• PROVIDED DATA

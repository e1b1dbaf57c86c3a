//! CSS selector parsing.
//! Spec: <https://www.w3.org/TR/selectors-3/>

use crate::{
    Combinator, ComplexSelector, CompoundSelector, ParseError, SelectorList, SimpleSelector,
};
use core::mem::take;

/// Internal tokenizer token kinds.
#[derive(Clone, Debug, PartialEq, Eq)]
enum Tok {
    /// An explicit child combinator `>`.
    Child,
    /// Whitespace that implies a descendant combinator.
    DescendantWS,
    /// A simple selector token (type, class, id, attribute, universal).
    Simple(SimpleSelector),
}

/// Tokenizer over a selector string.
struct SelectorTokenizer<'input> {
    input_bytes: &'input [u8],
    /// Current cursor index into `input_bytes`.
    index: usize,
    /// Whether a descendant whitespace token is owed on the next `next()` call.
    pending_whitespace: bool,
}

impl<'input> SelectorTokenizer<'input> {
    fn new(input: &'input str) -> Self {
        Self {
            input_bytes: input.as_bytes(),
            index: 0,
            pending_whitespace: false,
        }
    }

    /// Return the next selector token, if any. Whitespace between tokens
    /// is emitted as a descendant combinator before the token after it.
    fn next(&mut self) -> Result<Option<Tok>, ParseError> {
        self.skip_whitespace_descendant();
        if self.pending_whitespace {
            self.pending_whitespace = false;
            return Ok(Some(Tok::DescendantWS));
        }
        let Some(&current) = self.input_bytes.get(self.index) else {
            return Ok(None);
        };
        match current {
            b'*' => {
                self.index += 1;
                Ok(Some(Tok::Simple(SimpleSelector::Universal)))
            }
            b'.' => {
                self.index += 1;
                Ok(Some(Tok::Simple(SimpleSelector::Class(
                    self.consume_ident()?,
                ))))
            }
            b'#' => {
                self.index += 1;
                Ok(Some(Tok::Simple(SimpleSelector::Id(
                    self.consume_ident()?,
                ))))
            }
            b'[' => Ok(Some(Tok::Simple(self.consume_attr()?))),
            b'>' => {
                self.index += 1;
                // Whitespace after '>' is not a second combinator.
                self.skip_whitespace_descendant();
                self.pending_whitespace = false;
                Ok(Some(Tok::Child))
            }
            byte if byte.is_ascii_alphanumeric() || byte == b'-' || byte == b'_' => Ok(Some(
                Tok::Simple(SimpleSelector::Type(self.consume_ident()?)),
            )),
            other => Err(ParseError::UnexpectedChar {
                at: self.index,
                found: char::from(other),
            }),
        }
    }

    /// Skip whitespace and mark that a descendant combinator should be emitted next.
    fn skip_whitespace_descendant(&mut self) {
        let mut saw = false;
        while self
            .input_bytes
            .get(self.index)
            .is_some_and(u8::is_ascii_whitespace)
        {
            saw = true;
            self.index += 1;
        }
        if saw {
            self.pending_whitespace = true;
        }
    }

    /// Consume an identifier of ASCII alphanumerics, '-' and '_', lowercased.
    fn consume_ident(&mut self) -> Result<String, ParseError> {
        let start = self.index;
        while let Some(&byte) = self.input_bytes.get(self.index) {
            if byte.is_ascii_alphanumeric() || byte == b'-' || byte == b'_' {
                self.index += 1;
            } else {
                break;
            }
        }
        if self.index == start {
            return Err(ParseError::UnexpectedChar {
                at: start,
                found: self
                    .input_bytes
                    .get(start)
                    .map_or(' ', |&byte| char::from(byte)),
            });
        }
        let slice = &self.input_bytes[start..self.index];
        Ok(String::from_utf8_lossy(slice).to_ascii_lowercase())
    }

    /// Parse `[name]` and `[name=value]` (quoted or unquoted) after '['.
    fn consume_attr(&mut self) -> Result<SimpleSelector, ParseError> {
        // skip '['
        self.index += 1;
        self.skip_spaces();
        let name = self.consume_ident()?;
        self.skip_spaces();
        let selector = if self.input_bytes.get(self.index) == Some(&b'=') {
            self.index += 1;
            self.skip_spaces();
            let value = match self.input_bytes.get(self.index) {
                Some(&quote @ (b'"' | b'\'')) => {
                    self.index += 1;
                    self.consume_quoted_attr_value(quote)?
                }
                _ => self.consume_unquoted_attr_value(),
            };
            SimpleSelector::AttrEquals { name, value }
        } else {
            SimpleSelector::AttrExists(name)
        };
        self.skip_spaces();
        if self.input_bytes.get(self.index) != Some(&b']') {
            return Err(ParseError::UnclosedAttribute);
        }
        self.index += 1;
        Ok(selector)
    }

    /// Consume an unquoted attribute value until whitespace or a closing bracket.
    fn consume_unquoted_attr_value(&mut self) -> String {
        let start = self.index;
        while let Some(&byte) = self.input_bytes.get(self.index) {
            if byte.is_ascii_whitespace() || byte == b']' {
                break;
            }
            self.index += 1;
        }
        String::from_utf8_lossy(&self.input_bytes[start..self.index]).to_string()
    }

    /// Consume a quoted attribute value until the matching quote byte.
    fn consume_quoted_attr_value(&mut self, quote: u8) -> Result<String, ParseError> {
        let start = self.index;
        while matches!(self.input_bytes.get(self.index), Some(&byte) if byte != quote) {
            self.index += 1;
        }
        if self.input_bytes.get(self.index).is_none() {
            return Err(ParseError::UnclosedAttribute);
        }
        let out = String::from_utf8_lossy(&self.input_bytes[start..self.index]).to_string();
        self.index += 1;
        Ok(out)
    }

    /// Skip ASCII whitespace without recording a descendant combinator.
    fn skip_spaces(&mut self) {
        while self
            .input_bytes
            .get(self.index)
            .is_some_and(u8::is_ascii_whitespace)
        {
            self.index += 1;
        }
    }
}

/// Parse a comma-separated selector list.
/// Spec: Section 4
pub fn parse_selector_list(input: &str) -> Result<SelectorList, ParseError> {
    let mut list = SelectorList::default();
    for part in input.split(',') {
        let trimmed = part.trim();
        if trimmed.is_empty() {
            continue;
        }
        list.selectors.push(parse_complex_selector(trimmed)?);
    }
    if list.selectors.is_empty() {
        return Err(ParseError::Empty);
    }
    Ok(list)
}

/// Parse one complex selector.
/// Spec: Section 5–8, 11
pub fn parse_complex_selector(input: &str) -> Result<ComplexSelector, ParseError> {
    let mut tokens = SelectorTokenizer::new(input);
    let mut compounds: Vec<CompoundSelector> = Vec::new();
    let mut combinators: Vec<Combinator> = Vec::new();
    let mut current = CompoundSelector::default();
    let mut pending: Option<Combinator> = None;

    while let Some(token) = tokens.next()? {
        match token {
            Tok::Child => {
                if current.simples.is_empty() && compounds.is_empty() {
                    return Err(ParseError::DanglingCombinator);
                }
                if !current.simples.is_empty() {
                    compounds.push(take(&mut current));
                }
                pending = Some(Combinator::Child);
            }
            Tok::DescendantWS => {
                if !current.simples.is_empty() {
                    compounds.push(take(&mut current));
                    if pending.is_none() {
                        pending = Some(Combinator::Descendant);
                    }
                }
            }
            Tok::Simple(simple) => {
                if current.simples.is_empty() && !compounds.is_empty() {
                    combinators.push(pending.take().unwrap_or(Combinator::Descendant));
                }
                current.simples.push(simple);
            }
        }
    }

    if current.simples.is_empty() {
        if compounds.is_empty() {
            return Err(ParseError::Empty);
        }
        // Trailing whitespace is harmless; a trailing '>' is not.
        if pending == Some(Combinator::Child) {
            return Err(ParseError::DanglingCombinator);
        }
    } else {
        compounds.push(current);
    }

    let mut iter = compounds.into_iter();
    let first = iter.next().unwrap_or_default();
    let rest = combinators.into_iter().zip(iter).collect();
    Ok(ComplexSelector { first, rest })
}
//! Virtual-time timer queue.
//!
//! The document owns a millisecond clock that only moves when the host
//! calls [`Document::advance`]. Due timers fire in deadline order;
//! ties fire in scheduling order.

use crate::Document;
use std::time::Duration;

/// Identifier of a scheduled timeout, usable for cancellation.
#[derive(Debug, Clone, Copy, PartialEq, Eq, Hash)]
pub struct TimerId(pub(crate) u64);

pub(crate) type TimerCallback = Box<dyn FnOnce(&mut Document)>;

pub(crate) struct TimerEntry {
    pub(crate) id: TimerId,
    pub(crate) deadline_ms: u64,
    /// Scheduling sequence number; orders timers with equal deadlines.
    pub(crate) seq: u64,
    pub(crate) callback: TimerCallback,
}

#[derive(Default)]
pub(crate) struct TimerQueue {
    pub(crate) now_ms: u64,
    entries: Vec<TimerEntry>,
    next_id: u64,
    next_seq: u64,
}

impl TimerQueue {
    pub(crate) fn schedule(&mut self, delay: Duration, callback: TimerCallback) -> TimerId {
        let id = TimerId(self.next_id);
        self.next_id += 1;
        let seq = self.next_seq;
        self.next_seq += 1;
        self.entries.push(TimerEntry {
            id,
            deadline_ms: self.now_ms.saturating_add(delay.as_millis() as u64),
            seq,
            callback,
        });
        id
    }

    pub(crate) fn cancel(&mut self, id: TimerId) -> bool {
        let before = self.entries.len();
        self.entries.retain(|entry| entry.id != id);
        self.entries.len() != before
    }

    /// Remove and return the next timer due at or before `target_ms`.
    pub(crate) fn pop_due(&mut self, target_ms: u64) -> Option<TimerEntry> {
        let index = self
            .entries
            .iter()
            .enumerate()
            .filter(|(_, entry)| entry.deadline_ms <= target_ms)
            .min_by_key(|(_, entry)| (entry.deadline_ms, entry.seq))
            .map(|(index, _)| index)?;
        Some(self.entries.remove(index))
    }
}

impl Document {
    /// Current virtual time since document creation.
    pub fn now(&self) -> Duration {
        Duration::from_millis(self.timers.now_ms)
    }

    /// Schedule `callback` to run once `delay` of virtual time has passed.
    pub fn set_timeout(
        &mut self,
        delay: Duration,
        callback: impl FnOnce(&mut Document) + 'static,
    ) -> TimerId {
        self.timers.schedule(delay, Box::new(callback))
    }

    /// Cancel a pending timeout. Returns false if it already fired.
    pub fn cancel_timer(&mut self, id: TimerId) -> bool {
        self.timers.cancel(id)
    }

    /// Advance the virtual clock, firing due timers in deadline order.
    ///
    /// Timers scheduled by a firing callback are themselves fired within
    /// the same call when their deadline falls inside the window.
    pub fn advance(&mut self, delta: Duration) {
        let target_ms = self
            .timers
            .now_ms
            .saturating_add(delta.as_millis() as u64);
        while let Some(entry) = self.timers.pop_due(target_ms) {
            self.timers.now_ms = self.timers.now_ms.max(entry.deadline_ms);
            (entry.callback)(self);
        }
        self.timers.now_ms = target_ms;
    }
}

• ASSIGNMENT
Go over the listing above and return each line with "until".

• SOLUTION FOR THIS EXERCISE
    /// Consume an unquoted attribute value until whitespace or a closing bracket.
    /// Consume a quoted attribute value until the matching quote byte.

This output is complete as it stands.